La cuisine japonaise est-elle épicée ?
Rarement dans le sens du piment. Le wasabi, le sansho, le gingembre et les cornichons apportent du piquant. Okinawa et certains magasins de ramen font exception.
Qu’est-ce que le dashi ?
Un bouillon, généralement du varech kombu et du katsuobushi (bonite séchée), parfois du shiitake ou de la sardine. C'est le châssis umami des soupes et des plats mijotés.
Pourquoi les sushis sont-ils chers au comptoir ?
Qualité du poisson, savoir-faire du riz, gaspillage et temps du cuisinier. Les sushis des convoyeurs et des supermarchés sont des produits différents avec des poissons différents.

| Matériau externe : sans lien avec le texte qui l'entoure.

//! The façade's vector payload store: a chunked
//! `bytes[capacity · bytes_per_vector]` buffer grown in geometric
//! steps, or a read-only alias over externally mapped bytes in view
//! mode.
//!
//! Storage is split into fixed-size segments rather than one flat
//! `Vec<u8>` so that growing the store never moves an already-written
//! vector: [`VectorSource::vector_ptr`] promises its pointer stays
//! valid "until `compact()` remaps it", which a reallocating buffer
//! could not honor while a reader holds the pointer across a
//! concurrent `add`.

use std::sync::Arc;

use parking_lot::RwLock;

use crate::error::{Error, Result};
use crate::graph::VectorSource;
use crate::node::Slot;
use crate::scalar::ScalarKind;

/// Vectors per segment. Each segment is allocated once, fully
/// zeroed, and never resized — only appended slot writes land inside
/// it — so its address is stable for the store's lifetime.
const SEGMENT_VECTORS: usize = 1024;

enum Backing {
    /// Mutable, owned storage, grown one segment at a time under
    /// `segments`'s write lock (lock-rank order: vectors-buffer mutex
    /// < key-map mutex < node spinlocks).
    Owned(RwLock<Vec<Box<[u8]>>>),
    /// Read-only alias into caller-provided bytes (`view` mode): a
    /// shared handle over the whole mapped file plus the byte offset
    /// where the vector payload begins, so constructing a view never
    /// copies the payload out of the caller's mapping.
    Mapped { bytes: Arc<[u8]>, payload_offset: usize },
}

/// Owns the raw vector payload for every slot. Implements
/// [`VectorSource`] so the graph engine can read through it without
/// knowing about scalar kinds or storage layout.
pub struct VectorStore {
    dim: usize,
    scalar_kind: ScalarKind,
    bytes_per_vector: usize,
    backing: Backing,
}

impl VectorStore {
    pub(super) fn with_capacity(dim: usize, scalar_kind: ScalarKind, capacity: usize) -> Self {
        let bytes_per_vector = scalar_kind.bytes_per_vector(dim);
        let initial_segments = capacity.div_ceil(SEGMENT_VECTORS).max(1);
        let segments = (0..initial_segments)
            .map(|_| vec![0u8; SEGMENT_VECTORS * bytes_per_vector].into_boxed_slice())
            .collect();
        Self {
            dim,
            scalar_kind,
            bytes_per_vector,
            backing: Backing::Owned(RwLock::new(segments)),
        }
    }

    /// Wraps an externally owned, already mapped byte buffer. `bytes`
    /// is the whole file (or whatever range the caller mapped);
    /// `payload_offset` is where the vector payload begins within it.
    /// Never copies `bytes`.
    pub(super) fn mapped(
        dim: usize,
        scalar_kind: ScalarKind,
        bytes: Arc<[u8]>,
        payload_offset: usize,
    ) -> Self {
        let bytes_per_vector = scalar_kind.bytes_per_vector(dim);
        Self {
            dim,
            scalar_kind,
            bytes_per_vector,
            backing: Backing::Mapped {
                bytes,
                payload_offset,
            },
        }
    }

    pub(super) const fn dim(&self) -> usize {
        self.dim
    }

    pub(super) const fn scalar_kind(&self) -> ScalarKind {
        self.scalar_kind
    }

    pub(super) const fn bytes_per_vector(&self) -> usize {
        self.bytes_per_vector
    }

    pub(super) fn is_mutable(&self) -> bool {
        matches!(self.backing, Backing::Owned(_))
    }

    /// Current slot capacity (how many vectors fit before a grow).
    pub(super) fn capacity(&self) -> usize {
        match &self.backing {
            Backing::Owned(segments) => segments.read().len() * SEGMENT_VECTORS,
            Backing::Mapped {
                bytes,
                payload_offset,
            } => (bytes.len() - payload_offset) / self.bytes_per_vector.max(1),
        }
    }

    /// Total bytes currently allocated for the vector payload.
    pub(super) fn memory_usage(&self) -> usize {
        match &self.backing {
            Backing::Owned(segments) => {
                segments.read().len() * SEGMENT_VECTORS * self.bytes_per_vector
            }
            Backing::Mapped {
                bytes,
                payload_offset,
            } => bytes.len() - payload_offset,
        }
    }

    fn segment_index(slot: Slot) -> usize {
        slot as usize / SEGMENT_VECTORS
    }

    fn offset_in_segment(&self, slot: Slot) -> usize {
        (slot as usize % SEGMENT_VECTORS) * self.bytes_per_vector
    }

    /// Grows the owned store with fresh segments so `slot` has room.
    pub(super) fn ensure_capacity(&self, slot: Slot) -> Result<()> {
        let Backing::Owned(segments) = &self.backing else {
            return Err(Error::Immutable);
        };
        let needed = Self::segment_index(slot) + 1;
        let mut segments = segments.write();
        while segments.len() < needed {
            segments.push(vec![0u8; SEGMENT_VECTORS * self.bytes_per_vector].into_boxed_slice());
        }
        Ok(())
    }

    /// Writes `bytes` (already converted to this store's scalar kind)
    /// at `slot`. Caller must have already called `ensure_capacity`.
    ///
    /// Safe to call concurrently for distinct slots: slot allocation
    /// is unique per insertion, so no two callers ever target the same
    /// byte range, and a slot only becomes visible to other readers
    /// (via the key map / graph) after this write completes.
    pub(super) fn write_at(&self, slot: Slot, bytes: &[u8]) -> Result<()> {
        let Backing::Owned(segments) = &self.backing else {
            return Err(Error::Immutable);
        };
        debug_assert_eq!(bytes.len(), self.bytes_per_vector);
        let seg_idx = Self::segment_index(slot);
        let offset = self.offset_in_segment(slot);
        let segments = segments.read();
        let segment = segments
            .get(seg_idx)
            .expect("ensure_capacity must be called before write_at");
        // SAFETY: see doc comment above; writes to disjoint slots
        // never alias, and this segment's allocation never moves.
        unsafe {
            let ptr = segment.as_ptr().add(offset).cast_mut();
            std::ptr::copy_nonoverlapping(bytes.as_ptr(), ptr, bytes.len());
        }
        Ok(())
    }

    /// Copies out the raw stored bytes for `slot` (not yet decoded to `f32`).
    pub(super) fn read_at(&self, slot: Slot) -> Vec<u8> {
        match &self.backing {
            Backing::Owned(segments) => {
                let seg_idx = Self::segment_index(slot);
                let offset = self.offset_in_segment(slot);
                let segments = segments.read();
                segments[seg_idx][offset..offset + self.bytes_per_vector].to_vec()
            }
            Backing::Mapped {
                bytes,
                payload_offset,
            } => {
                let start = payload_offset + slot as usize * self.bytes_per_vector;
                bytes[start..start + self.bytes_per_vector].to_vec()
            }
        }
    }

    /// A contiguous snapshot of `slot_count` vectors' raw bytes, in
    /// slot order, for `save`/`compact`.
    pub(super) fn raw_bytes(&self, slot_count: usize) -> Vec<u8> {
        let mut out = Vec::with_capacity(slot_count * self.bytes_per_vector);
        #[allow(clippy::cast_possible_truncation)]
        for slot in 0..slot_count as u32 {
            out.extend_from_slice(&self.read_at(slot));
        }
        out
    }
}

impl VectorSource for VectorStore {
    fn vector_ptr(&self, slot: Slot) -> *const u8 {
        match &self.backing {
            Backing::Owned(segments) => {
                let seg_idx = Self::segment_index(slot);
                let offset = self.offset_in_segment(slot);
                let segments = segments.read();
                // SAFETY: the returned pointer outlives this read
                // lock because the segment's `Box<[u8]>` allocation is
                // never moved or freed while `self` lives — appending
                // new segments never touches existing ones.
                unsafe { segments[seg_idx].as_ptr().add(offset) }
            }
            Backing::Mapped {
                bytes,
                payload_offset,
            } => {
                let offset = payload_offset + slot as usize * self.bytes_per_vector;
                // SAFETY: `bytes` is immutable for the lifetime of `self`.
                unsafe { bytes.as_ptr().add(offset) }
            }
        }
    }
}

Est-ce impoli de siroter des nouilles ?
Non, boire des ramen et des soba est chose courante. Coller des baguettes à la verticale dans le riz est la véritable erreur à proximité des funérailles.
Qu’est-ce que l’UNESCO a répertorié ?
Washoku comme pratique sociale quotidienne (2013), pas un seul style de restaurant.
Le teriyaki est-il traditionnellement japonais ?
Les glaçages Tare sont japonais ; le teriyaki sucré en bouteille des produits alimentaires américains est un produit de la diaspora.
En quoi le washoku maison diffère-t-il du kaiseki ?
La maison, c'est du teishoku et des restes. Le Kaiseki est un repas artisanal saisonnier et séquencé avec un coût de main-d'œuvre différent.